Željko Senečić (18 January 1933 – 2 January 2018) was a Croatian film and television production designer, film director and screenwriter.

Senečić studied painting at the Zagreb Academy of Fine Arts and scenography at the Zagreb Academy of Drama Arts. His career in filmmaking and production design began in the early 1960s.

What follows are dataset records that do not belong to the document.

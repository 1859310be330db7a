//! Strong domain types for multi-client GraphQL binding generation.
//!
//! This module implements the newtype pattern to provide type safety for
//! domain primitives.
//!
//! # Type Safety Benefits
//!
//! Using strong types instead of primitives prevents:
//! - Mixing up client names with operation names
//! - Accidental type conversions
//!
//! # Examples
//!
//! ```
//! use gqlm_core::{ClientName, OperationName};
//!
//! // Type-safe identifiers
//! let client = ClientName::new("blog");
//! let operation = OperationName::new("GetPosts");
//! ```

use serde::{Deserialize, Serialize};
use std::fmt;

/// Client name identifier (newtype over String).
///
/// Identifies one logical GraphQL endpoint registration. Using a strong
/// type prevents accidentally mixing client names with operation names.
///
/// The name `"default"` is special: it is the attribution fallback and the
/// client used for operations not found in any operation list.
///
/// # Examples
///
/// ```
/// use gqlm_core::ClientName;
///
/// let name = ClientName::new("blog");
/// assert_eq!(name.as_str(), "blog");
/// assert!(!name.is_default());
/// assert!(ClientName::default_client().is_default());
/// ```
#[derive(Debug, Clone, PartialEq, Eq, Hash, Serialize, Deserialize)]
pub struct ClientName(String);

impl ClientName {
    /// The reserved fallback client name.
    pub const DEFAULT: &'static str = "default";

    /// Creates a new client name.
    #[inline]
    #[must_use]
    pub fn new(name: impl Into<String>) -> Self {
        Self(name.into())
    }

    /// Returns the client name for the reserved `"default"` client.
    ///
    /// # Examples
    ///
    /// ```
    /// use gqlm_core::ClientName;
    ///
    /// assert_eq!(ClientName::default_client().as_str(), "default");
    /// ```
    #[inline]
    #[must_use]
    pub fn default_client() -> Self {
        Self(Self::DEFAULT.to_string())
    }

    /// Returns `true` if this is the reserved `"default"` client.
    #[inline]
    #[must_use]
    pub fn is_default(&self) -> bool {
        self.0 == Self::DEFAULT
    }

    /// Returns the client name as a string slice.
    #[inline]
    #[must_use]
    pub fn as_str(&self) -> &str {
        &self.0
    }

    /// Consumes the `ClientName` and returns the inner `String`.
    #[inline]
    #[must_use]
    pub fn into_inner(self) -> String {
        self.0
    }
}

impl fmt::Display for ClientName {
    fn fmt(&self, f: &mut fmt::Formatter<'_>) -> fmt::Result {
        write!(f, "{}", self.0)
    }
}

impl From<String> for ClientName {
    fn from(s: String) -> Self {
        Self(s)
    }
}

impl From<&str> for ClientName {
    fn from(s: &str) -> Self {
        Self(s.to_string())
    }
}

/// Operation name identifier (newtype over String).
///
/// Represents the declared name of a single GraphQL query, mutation, or
/// subscription definition.
///
/// # Examples
///
/// ```
/// use gqlm_core::OperationName;
///
/// let op = OperationName::new("GetPosts");
/// assert_eq!(op.as_str(), "GetPosts");
/// ```
#[derive(Debug, Clone, PartialEq, Eq, PartialOrd, Ord, Hash, Serialize, Deserialize)]
pub struct OperationName(String);

impl OperationName {
    /// Creates a new operation name.
    #[inline]
    #[must_use]
    pub fn new(name: impl Into<String>) -> Self {
        Self(name.into())
    }

    /// Returns the operation name as a string slice.
    #[inline]
    #[must_use]
    pub fn as_str(&self) -> &str {
        &self.0
    }

    /// Consumes the `OperationName` and returns the inner `String`.
    #[inline]
    #[must_use]
    pub fn into_inner(self) -> String {
        self.0
    }
}

impl fmt::Display for OperationName {
    fn fmt(&self, f: &mut fmt::Formatter<'_>) -> fmt::Result {
        write!(f, "{}", self.0)
    }
}

impl From<String> for OperationName {
    fn from(s: String) -> Self {
        Self(s)
    }
}

impl From<&str> for OperationName {
    fn from(s: &str) -> Self {
        Self(s.to_string())
    }
}

/// An operation after client attribution.
///
/// Pairs the raw name found in a document with the client it was attributed
/// to and the canonical (client-prefix-stripped) binding name.
///
/// # Examples
///
/// ```
/// use gqlm_core::{AttributedOperation, ClientName, OperationName};
///
/// let attributed = AttributedOperation {
///     raw_name: OperationName::new("blog_GetPosts"),
///     client: ClientName::new("blog"),
///     canonical_name: OperationName::new("GetPosts"),
/// };
/// assert_eq!(attributed.canonical_name.as_str(), "GetPosts");
/// ```
#[derive(Debug, Clone, PartialEq, Eq)]
pub struct AttributedOperation {
    /// Name exactly as declared in the document.
    pub raw_name: OperationName,
    /// Client this operation belongs to.
    pub client: ClientName,
    /// Binding name after redundant client-prefix stripping.
    pub canonical_name: OperationName,
}

#[cfg(test)]
mod tests {
    use super::*;

    #[test]
    fn test_client_name_creation() {
        let name = ClientName::new("blog");
        assert_eq!(name.as_str(), "blog");
    }

    #[test]
    fn test_client_name_default() {
        let name = ClientName::default_client();
        assert!(name.is_default());
        assert_eq!(name.as_str(), "default");
    }

    #[test]
    fn test_client_name_from_string() {
        let name = ClientName::from("todos".to_string());
        assert_eq!(name.as_str(), "todos");
    }

    #[test]
    fn test_client_name_display() {
        let name = ClientName::new("blog");
        assert_eq!(format!("{name}"), "blog");
    }

    #[test]
    fn test_client_name_into_inner() {
        let name = ClientName::new("blog");
        assert_eq!(name.into_inner(), "blog");
    }

    #[test]
    fn test_operation_name_creation() {
        let op = OperationName::new("GetPosts");
        assert_eq!(op.as_str(), "GetPosts");
    }

    #[test]
    fn test_operation_name_display() {
        let op = OperationName::new("GetUser");
        assert_eq!(format!("{op}"), "GetUser");
    }

    #[test]
    fn test_operation_name_from_str() {
        let op = OperationName::from("GetUser");
        assert_eq!(op.as_str(), "GetUser");
    }

    #[test]
    fn test_attributed_operation_fields() {
        let attributed = AttributedOperation {
            raw_name: OperationName::new("blog_GetPosts"),
            client: ClientName::new("blog"),
            canonical_name: OperationName::new("GetPosts"),
        };
        assert_eq!(attributed.raw_name.as_str(), "blog_GetPosts");
        assert_eq!(attributed.client.as_str(), "blog");
    }

    #[test]
    fn test_types_are_send_sync() {
        fn assert_send<T: Send>() {}
        fn assert_sync<T: Sync>() {}
        assert_send::<ClientName>();
        assert_sync::<ClientName>();
        assert_send::<OperationName>();
        assert_sync::<OperationName>();
    }
}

His most memorable films include the Palme d'Or and Academy Award-winning The Tin Drum (Die Blechtrommel, 1979; directed by Volker Schlöndorff and partially filmed in Zagreb, with Senečić credited as production co-designer) and classics of Croatian cinema such as Rondo (1966), One Song a Day Takes Mischief Away (Tko pjeva zlo ne misli, 1970).

Senečić won four Golden Arena for Best Production Design awards, making him one of the most decorated production designers in Croatian cinema.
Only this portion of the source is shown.